Though various protocols have been developed in Africa and elsewhere, adoption by the private sector has been slow and absent in many parts of Africa. Protocols have remained on shelves unused. Most of these protocols have been developed used using water baths using very small sample sizes which can hardly be extrapolated to commercial scales. In some cases, the studies are silent on the equipment used and how heating, water circulation, and temperature regulation were achieved yet these are vital components of any HWT system. The stage of maturity of fruits is another factor that largely affects the quality of treated fruits. Most often, immature fruits are harvested by growers in a bid to ensure that they stay longer on the shelf. Maturity indices are also lacking and growers rely on visual characteristics which are not always accurate. The aspect of maturity is bound to be the sticking point because avocadoes and mangoes are bulky and are likely to be exported by sea to reduce transport costs, thus fruits are bound to be harvested earlier before reaching full physiological maturity to withstand the long voyage to Europe, America, India or China.

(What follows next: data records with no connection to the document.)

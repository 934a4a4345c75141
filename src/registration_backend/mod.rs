pub mod dispatch;
pub mod lookup;
pub mod record;
pub mod sinks;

Resources are a limiting factor in adopting HWT in Africa with various small to medium scale enterprises unable to gather adequate startup capital. However, in our experience, we have noticed that some private sector partners have misplaced expectations, and require out-of-this-world automated facilities yet the HWT itself is simple and affordable. We opine that it is far much cheaper and easier to run and maintain than a VHT facility of similar size and capacity. Hot water treatment protocols for disinfecting fruits and vegetables usually prescribe a longer treatment duration which may be put off to potential users. The insistence of probit 9 as the required quarantine efficacy level frequently overestimates treatment times. This can be evaded by adopting other statistical analyses which equally show how effective a treatment is.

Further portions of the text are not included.